(Minghui.org) Praktykujący Falun Gong z prowincji Gansu został zaaresztowany na początku lipca 2016 r. za wniesienie wniosku karnego wobec Jiang Zemina (byłego szefa KPCh), który rozpoczął ogólnokrajowe prześladowania Falun Gong w 1999 r.

Znajdujący się w słabym stanie zdrowia 54-letni Wei Xingzhu z miasta Baiyin (prowincja Gansu) jest obecnie przetrzymywany w ośrodku zatrzymań. Policja nie poinformowała rodziny o jego areszcie do czasu, aż ten został formalnie zatwierdzony przez prokuraturę dwa tygodnie później. Prawdopodobnie panu Wei będą teraz stawiane zarzuty.

Przed ostatnim aresztowaniem, pan Wei był więziony przez osiem lat (od 2004 do 2012 r.) za odmowę wyrzeczenia się wiary w Falun Gong. Był poważnie torturowany w więzieniu Lanzhou i cierpiał na niedrożność jelit. Wymiotował krwią i przez długi czas był hospitalizowany.

Gdy wyszedł 8 sierpnia 2012 r. był wychudzony i stracił większość przednich zębów. Po tym jak wznowił praktykowanie Falun Gong, jego zdrowie szybko się poprawiło.

Policja nie informuje rodziny o aresztowaniu

Córka pana Wei jako pierwsza odkryła jego zatrzymanie po tym jak nie odpowiadał na telefony 8 lipca 2016 r. Zadzwoniła do babci - pani Tao Yunzhen i poprosiła ją, by sprawdziła co dzieje się z panem Wei.

Pani Tao trzy dni nachodziła miejsca zamieszkania syna, ale nie zastała go w domu, więc zaczęła podejrzewać, że został aresztowany.

Kilka dni później, córka pana Wei otrzymała telefon z Wydziału Bezpieczeństwa Krajowego, wzywający do podpisania dokumentu z zatrzymania. Dopiero wtedy policja poinformowała, że Wei został zaaresztowany 13 dni temu i że jego zatrzymanie zostało potwierdzone przez prokuraturę.

Pani Tao Yuzhen kilkukrotnie chodziła na policję, domagając się uwolnienia syna.
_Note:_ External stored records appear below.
//! Bouquet detection from colour statistics.
//!
//! Flower arrangements are photographed with a shallow depth of field, so
//! they score lower on the sharpness metric than other subjects. An image is
//! treated as bouquet-like when enough of its pixels fall into typical flower
//! colours. Ranges may overlap and a pixel is counted once per range it falls
//! into; the ratio is a deliberate over-count and may exceed 1.0.

use image::RgbImage;

use crate::imaging::{count_in_ranges, ColorRange};

/// Flower colour ranges in 8-bit HSV (H `0..180`).
pub const FLOWER_RANGES: [ColorRange; 5] = [
    // red, both sides of the hue wrap-around
    ColorRange::new((0, 100, 100), (10, 255, 255)),
    ColorRange::new((160, 100, 100), (180, 255, 255)),
    // pink / purple
    ColorRange::new((125, 50, 100), (155, 255, 255)),
    // yellow
    ColorRange::new((20, 100, 100), (40, 255, 255)),
    // white: low saturation, high value
    ColorRange::new((0, 0, 200), (180, 30, 255)),
];

#[derive(Debug, Clone, Copy, PartialEq)]
pub struct BouquetVerdict {
    pub is_bouquet: bool,
    pub flower_ratio: f64,
}

/// Classify `image` as bouquet-like when its flower ratio exceeds `min_ratio`.
pub fn detect_bouquet(image: &RgbImage, min_ratio: f64) -> BouquetVerdict {
    let flower_ratio = flower_ratio(image);
    BouquetVerdict {
        is_bouquet: flower_ratio > min_ratio,
        flower_ratio,
    }
}

/// Ratio over the built-in [`FLOWER_RANGES`].
pub fn flower_ratio(image: &RgbImage) -> f64 {
    flower_ratio_in(image, &FLOWER_RANGES)
}

/// Sum of per-range matches over the pixel count.
pub fn flower_ratio_in(image: &RgbImage, ranges: &[ColorRange]) -> f64 {
    let total = u64::from(image.width()) * u64::from(image.height());
    if total == 0 {
        return 0.0;
    }
    count_in_ranges(image, ranges) as f64 / total as f64
}

#[cfg(test)]
mod tests {
    use super::*;
    use crate::test_helpers::{solid, split};

    #[test]
    fn test_red_is_bouquet() {
        let v = detect_bouquet(&solid(16, 16, [220, 20, 30]), 0.15);
        assert!(v.is_bouquet);
        assert!((v.flower_ratio - 1.0).abs() < 1e-9);
    }

    #[test]
    fn test_dark_green_is_not_bouquet() {
        let v = detect_bouquet(&solid(16, 16, [20, 90, 30]), 0.15);
        assert!(!v.is_bouquet);
        assert_eq!(v.flower_ratio, 0.0);
    }

    #[test]
    fn test_ratio_threshold_is_strict() {
        // 15% yellow, rest mid gray (not white, not saturated)
        let img = split(100, 1, 15, [240, 220, 20], [100, 100, 100]);
        let v = detect_bouquet(&img, 0.15);
        assert!((v.flower_ratio - 0.15).abs() < 1e-9);
        assert!(!v.is_bouquet);

        let img = split(100, 1, 16, [240, 220, 20], [100, 100, 100]);
        assert!(detect_bouquet(&img, 0.15).is_bouquet);
    }

    #[test]
    fn test_overlapping_ranges_double_count() {
        let img = solid(10, 10, [240, 220, 20]);
        let yellow = FLOWER_RANGES[3];
        let broad = ColorRange::new((0, 100, 100), (60, 255, 255));
        assert_eq!(flower_ratio_in(&img, &[yellow]), 1.0);
        assert_eq!(flower_ratio_in(&img, &[yellow, broad]), 2.0);
    }

    #[test]
    fn test_empty_image() {
        let v = detect_bouquet(&RgbImage::new(0, 0), 0.15);
        assert!(!v.is_bouquet);
        assert_eq!(v.flower_ratio, 0.0);
    }
}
Szef Oddziału Bezpieczeństwa Wewnętrznego Wu Gongmin zagroził, że jeśli będzie kontynuować, to ją też aresztują.

Pani Tao na początku sierpnia poszła do prokuratury, aby sprawdzić stan sprawy syna. Powiedziano jej, że sprawa została zwrócona do Wydziału Bezpieczeństwa Krajowego, by uzyskać więcej dowodów.

Pani Tao wynajęła prawnika do reprezentowania pana Wei. Zdaniem prawnika, który odwiedził go w areszcie, Wei jest bardzo słaby. Jego problemy z żołądkiem powracały w areszcie. Zwracał wszystko co zjadł i miał silne zawroty głowy.

Prawnik wytoczył sprawę Krajowemu Wydziałowi Bezpieczeństwa za znęcanie się nad panem Wei podczas aresztu.